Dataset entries
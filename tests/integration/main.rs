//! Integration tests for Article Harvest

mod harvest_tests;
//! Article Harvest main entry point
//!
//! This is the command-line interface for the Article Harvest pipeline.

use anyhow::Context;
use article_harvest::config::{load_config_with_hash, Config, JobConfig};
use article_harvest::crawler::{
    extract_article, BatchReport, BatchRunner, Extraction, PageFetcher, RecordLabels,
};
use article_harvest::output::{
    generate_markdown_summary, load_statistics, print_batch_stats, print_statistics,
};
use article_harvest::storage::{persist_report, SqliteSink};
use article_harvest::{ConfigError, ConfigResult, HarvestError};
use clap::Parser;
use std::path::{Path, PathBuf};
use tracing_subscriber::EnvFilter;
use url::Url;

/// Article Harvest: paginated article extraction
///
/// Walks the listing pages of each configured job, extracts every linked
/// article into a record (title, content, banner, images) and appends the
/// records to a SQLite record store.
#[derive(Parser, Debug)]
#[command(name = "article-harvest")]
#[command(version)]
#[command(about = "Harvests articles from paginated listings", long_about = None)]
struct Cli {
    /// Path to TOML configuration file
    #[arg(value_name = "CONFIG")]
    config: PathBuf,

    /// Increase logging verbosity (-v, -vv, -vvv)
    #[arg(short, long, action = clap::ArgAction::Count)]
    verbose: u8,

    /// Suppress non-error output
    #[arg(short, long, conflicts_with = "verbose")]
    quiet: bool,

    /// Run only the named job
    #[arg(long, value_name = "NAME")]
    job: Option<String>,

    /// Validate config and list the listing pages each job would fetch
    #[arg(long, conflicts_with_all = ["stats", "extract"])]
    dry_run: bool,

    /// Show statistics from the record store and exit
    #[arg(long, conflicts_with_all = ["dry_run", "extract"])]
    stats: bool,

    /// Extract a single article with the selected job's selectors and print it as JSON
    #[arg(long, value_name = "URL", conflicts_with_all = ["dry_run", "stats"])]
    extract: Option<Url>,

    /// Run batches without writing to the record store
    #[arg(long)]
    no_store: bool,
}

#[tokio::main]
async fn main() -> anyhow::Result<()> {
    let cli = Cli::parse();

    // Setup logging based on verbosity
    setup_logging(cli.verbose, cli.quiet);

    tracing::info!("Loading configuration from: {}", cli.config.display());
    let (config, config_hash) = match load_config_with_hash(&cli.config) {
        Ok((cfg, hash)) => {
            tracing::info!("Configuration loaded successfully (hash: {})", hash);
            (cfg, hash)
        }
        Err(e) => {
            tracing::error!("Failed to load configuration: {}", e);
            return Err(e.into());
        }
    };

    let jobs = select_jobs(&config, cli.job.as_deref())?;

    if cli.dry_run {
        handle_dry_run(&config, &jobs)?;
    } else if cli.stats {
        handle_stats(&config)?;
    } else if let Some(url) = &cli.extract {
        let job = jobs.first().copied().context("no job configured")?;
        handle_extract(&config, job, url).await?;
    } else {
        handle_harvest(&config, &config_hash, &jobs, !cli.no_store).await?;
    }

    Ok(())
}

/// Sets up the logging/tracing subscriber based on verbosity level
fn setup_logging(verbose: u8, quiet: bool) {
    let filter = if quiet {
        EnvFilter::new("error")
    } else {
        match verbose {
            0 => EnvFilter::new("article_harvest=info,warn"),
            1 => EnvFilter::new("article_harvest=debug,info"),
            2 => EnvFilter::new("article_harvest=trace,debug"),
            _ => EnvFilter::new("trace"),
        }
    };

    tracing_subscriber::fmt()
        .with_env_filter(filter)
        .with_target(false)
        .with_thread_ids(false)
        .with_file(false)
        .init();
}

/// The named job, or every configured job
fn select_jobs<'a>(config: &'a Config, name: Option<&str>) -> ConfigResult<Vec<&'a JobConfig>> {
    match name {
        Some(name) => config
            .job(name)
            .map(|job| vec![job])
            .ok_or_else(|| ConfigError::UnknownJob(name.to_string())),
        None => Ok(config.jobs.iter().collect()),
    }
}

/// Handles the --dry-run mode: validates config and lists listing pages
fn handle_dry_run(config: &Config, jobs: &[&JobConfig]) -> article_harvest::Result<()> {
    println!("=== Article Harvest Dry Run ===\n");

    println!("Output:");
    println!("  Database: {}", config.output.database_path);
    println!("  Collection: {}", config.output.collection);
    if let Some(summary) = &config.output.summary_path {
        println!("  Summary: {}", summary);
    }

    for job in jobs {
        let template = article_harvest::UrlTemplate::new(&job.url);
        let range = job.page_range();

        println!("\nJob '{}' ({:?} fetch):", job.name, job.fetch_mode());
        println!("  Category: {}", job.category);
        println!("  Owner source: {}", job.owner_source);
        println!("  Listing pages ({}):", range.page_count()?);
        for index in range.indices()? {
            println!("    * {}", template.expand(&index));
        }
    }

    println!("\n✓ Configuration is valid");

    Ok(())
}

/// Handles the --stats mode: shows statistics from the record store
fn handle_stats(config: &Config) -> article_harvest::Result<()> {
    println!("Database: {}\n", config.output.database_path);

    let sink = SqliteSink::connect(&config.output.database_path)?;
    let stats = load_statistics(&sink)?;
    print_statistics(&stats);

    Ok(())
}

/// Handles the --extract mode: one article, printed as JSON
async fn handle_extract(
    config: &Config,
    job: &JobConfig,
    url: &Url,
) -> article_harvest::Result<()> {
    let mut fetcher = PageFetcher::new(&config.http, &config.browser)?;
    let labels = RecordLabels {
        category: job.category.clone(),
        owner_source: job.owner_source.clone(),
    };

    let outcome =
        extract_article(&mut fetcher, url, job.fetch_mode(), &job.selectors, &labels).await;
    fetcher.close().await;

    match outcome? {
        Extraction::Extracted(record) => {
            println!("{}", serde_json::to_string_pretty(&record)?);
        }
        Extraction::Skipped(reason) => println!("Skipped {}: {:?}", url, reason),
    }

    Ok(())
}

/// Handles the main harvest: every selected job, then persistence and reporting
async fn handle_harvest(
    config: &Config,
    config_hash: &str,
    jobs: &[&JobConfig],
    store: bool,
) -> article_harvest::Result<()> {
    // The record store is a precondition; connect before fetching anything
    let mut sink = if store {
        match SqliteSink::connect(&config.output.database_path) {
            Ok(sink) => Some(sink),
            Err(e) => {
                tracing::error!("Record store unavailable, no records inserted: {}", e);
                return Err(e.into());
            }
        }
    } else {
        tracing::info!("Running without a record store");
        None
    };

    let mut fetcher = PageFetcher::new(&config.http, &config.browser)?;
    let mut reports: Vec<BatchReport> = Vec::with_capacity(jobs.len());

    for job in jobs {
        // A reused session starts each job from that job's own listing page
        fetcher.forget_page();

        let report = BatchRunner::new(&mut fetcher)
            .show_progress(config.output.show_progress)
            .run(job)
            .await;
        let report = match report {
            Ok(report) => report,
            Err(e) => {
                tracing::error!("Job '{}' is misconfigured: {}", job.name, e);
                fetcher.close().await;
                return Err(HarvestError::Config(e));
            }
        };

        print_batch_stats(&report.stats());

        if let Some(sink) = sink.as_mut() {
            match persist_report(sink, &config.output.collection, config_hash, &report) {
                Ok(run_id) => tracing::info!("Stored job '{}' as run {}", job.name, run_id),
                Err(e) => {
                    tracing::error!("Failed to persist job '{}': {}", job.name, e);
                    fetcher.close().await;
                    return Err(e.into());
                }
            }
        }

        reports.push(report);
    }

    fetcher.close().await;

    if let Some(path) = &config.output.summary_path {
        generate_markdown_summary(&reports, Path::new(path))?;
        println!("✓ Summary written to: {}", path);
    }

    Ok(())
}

#### Try it
The word "category" appears on some lines of the data above; say how many such lines there are, with nothing else.

#### Written response
2